● **WHAT TO DO**:
Find the lines below that include the word "endregion" and report how many there are, with no other text.

● **RECORDS SUPPLIED**:
####################
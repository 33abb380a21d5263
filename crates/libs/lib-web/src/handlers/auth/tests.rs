use super::*;
use crate::server::{create_router, test_state, AppState};
use axum::body::Body;
use axum::http::{header, Request, StatusCode};
use axum::Router;
use lib_auth::{hash_password, TokenKind};
use lib_core::model::store::models::AccountForCreate;
use serde_json::{json, Value};
use tower::ServiceExt;

const PASSWORD: &str = "TestPassword123!";

struct TestApp {
    app: Router,
    state: AppState,
    account_id: String,
}

async fn setup(config: Config) -> TestApp {
    let state = test_state(config).await;
    let hash = hash_password(PASSWORD).expect("hash");
    let account = UserRepository::create(
        &state.db,
        AccountForCreate::new("alice".to_string(), "Alice Doe".to_string(), hash)
            .email("alice@example.com".to_string()),
    )
    .await
    .expect("seed account");

    TestApp {
        app: create_router(state.clone()),
        state,
        account_id: account.id_account,
    }
}

async fn default_app() -> TestApp {
    setup(test_config()).await
}

fn test_config() -> Config {
    Config {
        jwt_secret: "test-secret-key-must-be-at-least-32-characters-long!".to_string(),
        csrf_enabled: false,
        ..Config::default()
    }
}

async fn call(app: &Router, req: Request<Body>) -> (StatusCode, HeaderMap, Value) {
    let res = app.clone().oneshot(req).await.unwrap();
    let status = res.status();
    let headers = res.headers().clone();
    let bytes = axum::body::to_bytes(res.into_body(), usize::MAX).await.unwrap();
    let body = serde_json::from_slice(&bytes).unwrap_or(Value::Null);
    (status, headers, body)
}

fn login_req(query: &str, identity: &str, password: &str) -> Request<Body> {
    Request::builder()
        .method("POST")
        .uri(format!("/api/v1/auth/login{query}"))
        .header(header::CONTENT_TYPE, "application/json")
        .body(Body::from(
            json!({"identity": identity, "password": password}).to_string(),
        ))
        .unwrap()
}

/// `name=value` of every `Set-Cookie` header.
fn set_cookies(headers: &HeaderMap) -> Vec<String> {
    headers
        .get_all(header::SET_COOKIE)
        .iter()
        .filter_map(|v| v.to_str().ok())
        .map(str::to_string)
        .collect()
}

fn cookie_value(headers: &HeaderMap, name: &str) -> Option<String> {
    set_cookies(headers).into_iter().find_map(|c| {
        let pair = c.split(';').next()?;
        let (k, v) = pair.split_once('=')?;
        (k == name).then(|| v.to_string())
    })
}

// region: --- Login

#[tokio::test]
async fn test_login_success_returns_tokens() {
    let t = default_app().await;

    let (status, _, body) = call(&t.app, login_req("", "alice", PASSWORD)).await;

    assert_eq!(status, StatusCode::OK);
    assert_eq!(body["message"], "Success Login");
    assert_eq!(body["data"]["userData"]["username"], "alice");
    assert_eq!(body["data"]["userData"]["authKey"].as_str().unwrap().len(), 32);

    let token = body["data"]["token"].as_str().unwrap();
    let principal = t.state.tokens.verify(token, TokenKind::Access).await.unwrap();
    assert_eq!(principal.id_account, t.account_id);

    let refresh = body["data"]["refreshToken"].as_str().unwrap();
    assert!(t.state.tokens.verify(refresh, TokenKind::Refresh).await.is_ok());
}

#[tokio::test]
async fn test_login_by_email_is_case_insensitive() {
    let t = default_app().await;
    let (status, _, _) = call(&t.app, login_req("", "Alice@Example.com", PASSWORD)).await;
    assert_eq!(status, StatusCode::OK);
}

#[tokio::test]
async fn test_unknown_identity_is_401() {
    let t = default_app().await;
    let (status, _, body) = call(&t.app, login_req("", "mallory", PASSWORD)).await;
    assert_eq!(status, StatusCode::UNAUTHORIZED);
    assert_eq!(body["message"], "wrong identity or password");
}

#[tokio::test]
async fn test_known_and_unknown_identities_answer_alike() {
    let t = default_app().await;

    let (known_status, _, known) = call(&t.app, login_req("", "alice", "nope-nope")).await;
    let (unknown_status, _, unknown) = call(&t.app, login_req("", "mallory", "nope-nope")).await;

    assert_eq!(known_status, unknown_status);
    assert_eq!(known, unknown);
}

#[tokio::test]
async fn test_wrong_password_counts_attempts() {
    let t = default_app().await;

    let (status, _, body) = call(&t.app, login_req("", "alice", "nope-nope")).await;
    assert_eq!(status, StatusCode::UNAUTHORIZED);
    assert_eq!(body["message"], "wrong identity or password");

    let account = UserRepository::find_by_id(&t.state.db, &t.account_id)
        .await
        .unwrap()
        .unwrap();
    assert_eq!(account.login_attempts, 1);

    let (status, _, _) = call(&t.app, login_req("", "alice", PASSWORD)).await;
    assert_eq!(status, StatusCode::OK);
    let account = UserRepository::find_by_id(&t.state.db, &t.account_id)
        .await
        .unwrap()
        .unwrap();
    assert_eq!(account.login_attempts, 0);
}

#[tokio::test]
async fn test_block_after_max_attempts() {
    let t = default_app().await;

    let (_, _, body) = call(&t.app, login_req("?block=true", "alice", "bad-1-bad")).await;
    assert_eq!(body["message"], "wrong password, you have 2 chances left");
    let (_, _, body) = call(&t.app, login_req("?block=true", "alice", "bad-2-bad")).await;
    assert_eq!(body["message"], "wrong password, you have 1 chances left");
    let (status, _, body) = call(&t.app, login_req("?block=true", "alice", "bad-3-bad")).await;
    assert_eq!(status, StatusCode::UNAUTHORIZED);
    assert_eq!(body["message"], "your account has been blocked after 3 wrong passwords");

    let (status, _, body) = call(&t.app, login_req("", "alice", PASSWORD)).await;
    assert_eq!(status, StatusCode::UNAUTHORIZED);
    assert_eq!(body["message"], "your account is not active or blocked");
}

#[tokio::test]
async fn test_httponly_requires_domain() {
    let t = default_app().await;
    let (status, _, body) = call(&t.app, login_req("?httponly=true", "alice", PASSWORD)).await;
    assert_eq!(status, StatusCode::UNPROCESSABLE_ENTITY);
    assert_eq!(body["message"], "need domain params");

    let account = UserRepository::find_by_id(&t.state.db, &t.account_id)
        .await
        .unwrap()
        .unwrap();
    assert!(account.auth_key.is_none());
}

#[tokio::test]
async fn test_httponly_sets_token_cookies() {
    let t = default_app().await;
    let (status, headers, body) = call(
        &t.app,
        login_req("?httponly=true&domain=example.com", "alice", PASSWORD),
    )
    .await;

    assert_eq!(status, StatusCode::OK);
    assert_eq!(body["message"], "Success Login for domain:example.com");
    assert!(body["data"].get("token").is_none());

    let cookies = set_cookies(&headers);
    let refresh = cookies.iter().find(|c| c.starts_with("__SGRefreshJwt=")).unwrap();
    assert!(refresh.contains("HttpOnly"));
    assert!(refresh.contains("Secure"));
    assert!(refresh.contains("SameSite=Strict"));

    let jwt = cookies.iter().find(|c| c.starts_with("__SGJwt=Bearer ")).unwrap();
    assert!(jwt.contains("Domain=example.com"));
}

#[tokio::test]
async fn test_login_behind_csrf_guard() {
    let config = Config {
        csrf_enabled: true,
        ..test_config()
    };
    let t = setup(config).await;

    let (status, _, _) = call(&t.app, login_req("", "alice", PASSWORD)).await;
    assert_eq!(status, StatusCode::FORBIDDEN);

    let csrf = t.state.csrf.issue(None).await.unwrap();
    let mut req = login_req("", "alice", PASSWORD);
    req.headers_mut().insert(
        header::COOKIE,
        format!("__SGCsrfSession={}", csrf.session_id).parse().unwrap(),
    );
    req.headers_mut()
        .insert("x-sgcsrf-token", csrf.token.parse().unwrap());
    let (status, _, _) = call(&t.app, req).await;
    assert_eq!(status, StatusCode::OK);
}

#[tokio::test]
async fn test_captcha_flag_requires_answer() {
    let t = default_app().await;
    let challenge = t.state.captcha.generate(None).await.unwrap();

    let mut req = login_req("?captcha=true", "alice", PASSWORD);
    req.headers_mut().insert(
        header::COOKIE,
        format!("__SGCaptcha={}", challenge.session_id).parse().unwrap(),
    );
    let (status, _, body) = call(&t.app, req).await;
    assert_eq!(status, StatusCode::UNAUTHORIZED);
    assert_eq!(body["message"], "invalid captcha");
}

fn solve(expression: &str) -> i64 {
    let parts: Vec<&str> = expression.split(' ').collect();
    let (a, b): (i64, i64) = (parts[0].parse().unwrap(), parts[2].parse().unwrap());
    match parts[1] {
        "+" => a + b,
        "-" => a - b,
        _ => a * b,
    }
}

#[tokio::test]
async fn test_captcha_round_trip() {
    let t = default_app().await;

    let req = Request::builder().uri("/get-captcha").body(Body::empty()).unwrap();
    let (status, headers, body) = call(&t.app, req).await;
    assert_eq!(status, StatusCode::OK);
    let sid = cookie_value(&headers, "__SGCaptcha").unwrap();
    let answer = solve(body["data"]["captcha"].as_str().unwrap());

    let req = Request::builder()
        .method("POST")
        .uri("/api/v1/auth/login?captcha=true")
        .header(header::CONTENT_TYPE, "application/json")
        .header(header::COOKIE, format!("__SGCaptcha={sid}"))
        .body(Body::from(
            json!({"identity": "alice", "password": PASSWORD, "captcha": answer}).to_string(),
        ))
        .unwrap();
    let (status, _, _) = call(&t.app, req).await;
    assert_eq!(status, StatusCode::OK);
}

// endregion: --- Login

// region: --- Sessions

#[tokio::test]
async fn test_single_login_supersedes_earlier_session() {
    let t = default_app().await;
    let query = "?session=true&single_login=true";

    let (_, headers_a, _) = call(&t.app, login_req(query, "alice", PASSWORD)).await;
    let sid_a = cookie_value(&headers_a, "__SGSession").unwrap();
    let (_, headers_b, _) = call(&t.app, login_req(query, "alice", PASSWORD)).await;
    let sid_b = cookie_value(&headers_b, "__SGSession").unwrap();
    assert_ne!(sid_a, sid_b);

    let with_session = |sid: &str| {
        let mut h = HeaderMap::new();
        h.insert(header::COOKIE, format!("__SGSession={sid}").parse().unwrap());
        h
    };

    let err = t
        .state
        .guards
        .authenticate_session(&with_session(&sid_a))
        .await
        .unwrap_err();
    assert_eq!(err.user_message(), "you are logged in on another device");

    let principal = t
        .state
        .guards
        .authenticate_session(&with_session(&sid_b))
        .await
        .unwrap();
    assert_eq!(principal.id_account, t.account_id);

    let req = Request::builder()
        .uri("/api/v1/auth/session")
        .header(header::COOKIE, format!("__SGSession={sid_b}"))
        .body(Body::empty())
        .unwrap();
    let (status, _, body) = call(&t.app, req).await;
    assert_eq!(status, StatusCode::OK);
    assert_eq!(body["data"]["idAccount"], t.account_id.as_str());
}

#[tokio::test]
async fn test_session_without_cookie() {
    let t = default_app().await;
    let req = Request::builder()
        .uri("/api/v1/auth/session")
        .body(Body::empty())
        .unwrap();
    let (status, _, body) = call(&t.app, req).await;
    assert_eq!(status, StatusCode::OK);
    assert_eq!(body["message"], "no session");
}

#[tokio::test]
async fn test_get_session_requires_bearer() {
    let t = default_app().await;
    let (_, _, login) = call(&t.app, login_req("", "alice", PASSWORD)).await;
    let token = login["data"]["token"].as_str().unwrap();

    let anonymous = Request::builder()
        .uri("/api/v1/auth/get-session")
        .body(Body::empty())
        .unwrap();
    let (status, _, _) = call(&t.app, anonymous).await;
    assert_eq!(status, StatusCode::UNAUTHORIZED);

    let authed = Request::builder()
        .uri("/api/v1/auth/get-session")
        .header(header::AUTHORIZATION, format!("Bearer {token}"))
        .body(Body::empty())
        .unwrap();
    let (status, _, body) = call(&t.app, authed).await;
    assert_eq!(status, StatusCode::OK);
    assert_eq!(body["data"]["idAccount"], t.account_id.as_str());
}

// endregion: --- Sessions

// region: --- Refresh and Logout

fn refresh_req(token: &str) -> Request<Body> {
    Request::builder()
        .method("POST")
        .uri("/api/v1/auth/refresh")
        .header(header::AUTHORIZATION, token)
        .body(Body::empty())
        .unwrap()
}

#[tokio::test]
async fn test_refresh_rotates_and_old_token_dies() {
    let t = default_app().await;
    let (_, _, login) = call(&t.app, login_req("", "alice", PASSWORD)).await;
    let first = login["data"]["refreshToken"].as_str().unwrap().to_string();

    // Accepted with or without the Bearer prefix.
    let (status, _, body) = call(&t.app, refresh_req(&first)).await;
    assert_eq!(status, StatusCode::OK);
    assert_eq!(body["message"], "Refresh token rotated");
    let second = body["data"]["refreshToken"].as_str().unwrap().to_string();
    assert_ne!(first, second);

    let (status, _, _) = call(&t.app, refresh_req(&first)).await;
    assert_eq!(status, StatusCode::UNAUTHORIZED);

    let (status, _, _) = call(&t.app, refresh_req(&format!("Bearer {second}"))).await;
    assert_eq!(status, StatusCode::OK);
}

#[tokio::test]
async fn test_refresh_without_token_is_401() {
    let t = default_app().await;
    let req = Request::builder()
        .method("POST")
        .uri("/api/v1/auth/refresh")
        .body(Body::empty())
        .unwrap();
    let (status, _, _) = call(&t.app, req).await;
    assert_eq!(status, StatusCode::UNAUTHORIZED);
}

#[tokio::test]
async fn test_logout_revokes_refresh_and_expires_cookies() {
    let t = default_app().await;
    let (_, _, login) = call(&t.app, login_req("", "alice", PASSWORD)).await;
    let access = login["data"]["token"].as_str().unwrap();
    let refresh = login["data"]["refreshToken"].as_str().unwrap();

    let req = Request::builder()
        .uri("/api/v1/auth/logout")
        .header(header::AUTHORIZATION, format!("Bearer {access}"))
        .header("x-refresh-token", refresh)
        .body(Body::empty())
        .unwrap();
    let (status, headers, body) = call(&t.app, req).await;
    assert_eq!(status, StatusCode::OK);
    assert_eq!(body["message"], "Success Logout");
    for name in ["__SGJwt", "__SGRefreshJwt", "__SGSession"] {
        let cookie = set_cookies(&headers)
            .into_iter()
            .find(|c| c.starts_with(&format!("{name}=")))
            .unwrap();
        assert!(cookie.contains("Max-Age=0"));
    }

    let (status, _, _) = call(&t.app, refresh_req(refresh)).await;
    assert_eq!(status, StatusCode::UNAUTHORIZED);
}

// endregion: --- Refresh and Logout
####################
● **SOLUTION FOR THIS TASK**:
3